As the COVID-19 vaccine continues to be rolled out to priority groups, many employers are considering how they will approach staff vaccinations. Most employers will actively encourage staff to get COVID vaccinations and, if the vaccine becomes widely available in the next few years, would be happy to offer it to staff. But can employers go further and require staff to get the vaccine as a condition of their employment (or attending work premises)?
The answer, in most cases, is probably no. There are two key angles to consider. First, would it be a 'reasonable instruction' to require staff to have the vaccine (so that failure to follow the instruction would be fair grounds for dismissal)? The right of individuals to refuse medical treatment (of any kind) and rights to privacy and bodily integrity are long-established rights, so an employer would need to assess whether the need for the vaccine outweighs these important interests. For certain roles where the risks of infecting others are particularly high, the answer may be yes. Care home staff are a good example. Another consideration may be the need to undertake international travel. It seems likely that some countries will require vaccination as a condition of entry. If an employee's role requires travel to those locations, it may be reasonable to require them to get the vaccine. However, the employer would need to consider carefully how essential the travel actually was for the role, now that remote conferencing has become much more widespread.
On the other hand, it is less likely that a vaccine requirement would be reasonable in the context of roles which do not require close physical contact. Indeed, as more people are vaccinated across the population as a whole and the threat of the virus (hopefully) subsides, such a requirement would become less reasonable over time. An employee who was dismissed for refusing to be vaccinated would potentially be able to claim unfair dismissal.
The other issue to consider is discrimination. A vaccine requirement could well be indirectly discriminatory.

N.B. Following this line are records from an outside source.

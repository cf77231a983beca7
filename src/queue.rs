//! Sample hand-off from the acquisition thread to the tick handler

use crossbeam_channel::{unbounded, Receiver, Sender};
use std::time::Instant;

/// One decoded constellation point
#[derive(Debug, Clone, Copy, PartialEq, Eq)]
pub struct Sample {
    /// In-phase component
    pub i: i8,
    /// Quadrature component
    pub q: i8,
    /// When the reply was received
    pub timestamp: Instant,
}

impl Sample {
    pub fn new(i: i8, q: i8, timestamp: Instant) -> Self {
        Self { i, q, timestamp }
    }

    /// The (I, Q) pair without its timestamp
    pub fn point(&self) -> (i8, i8) {
        (self.i, self.q)
    }
}

/// Unbounded FIFO between acquisition and display
///
/// The queue itself is the consuming end; [`SampleQueue::producer`] hands out the
/// sending end that the acquisition thread owns.
pub struct SampleQueue {
    tx: Sender<Sample>,
    rx: Receiver<Sample>,
}

/// Sending end of a [`SampleQueue`]
#[derive(Clone)]
pub struct SampleProducer {
    tx: Sender<Sample>,
}

impl SampleProducer {
    /// Enqueue a sample without blocking
    ///
    /// Returns `false` if the consuming side has been dropped; the sample is lost.
    pub fn push(&self, sample: Sample) -> bool {
        self.tx.send(sample).is_ok()
    }
}

impl SampleQueue {
    pub fn new() -> Self {
        let (tx, rx) = unbounded();
        Self { tx, rx }
    }

    pub fn producer(&self) -> SampleProducer {
        SampleProducer { tx: self.tx.clone() }
    }

    pub fn push(&self, sample: Sample) {
        // The receiver lives in `self`, so this cannot fail
        let _ = self.tx.send(sample);
    }

    /// Remove and return every sample present at the time of the call
    ///
    /// Never blocks. Samples pushed while draining stay queued for the next call.
    pub fn drain_all(&self) -> Vec<Sample> {
        let present = self.rx.len();
        self.rx.try_iter().take(present).collect()
    }

    pub fn len(&self) -> usize {
        self.rx.len()
    }

    pub fn is_empty(&self) -> bool {
        self.rx.is_empty()
    }
}

impl Default for SampleQueue {
    fn default() -> Self {
        Self::new()
    }
}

Pregnant women are currently being advised not to have the vaccine (unless they are at particular risk from COVID-19 due to existing health conditions), and some staff with disabilities may likewise be advised not to have the vaccine. Some staff may have religious or other beliefs which they believe prohibit them from being vaccinated. An employer would need to show that a vaccine requirement was justified in order to defend an indirect discrimination claim - and again, unless the nature of the work entails particular risks, this may be difficult to show.
Employers therefore need to think very carefully about the possible ramifications of requiring staff to be vaccinated and assess the risks according to employees' roles, rather than adopting blanket policies.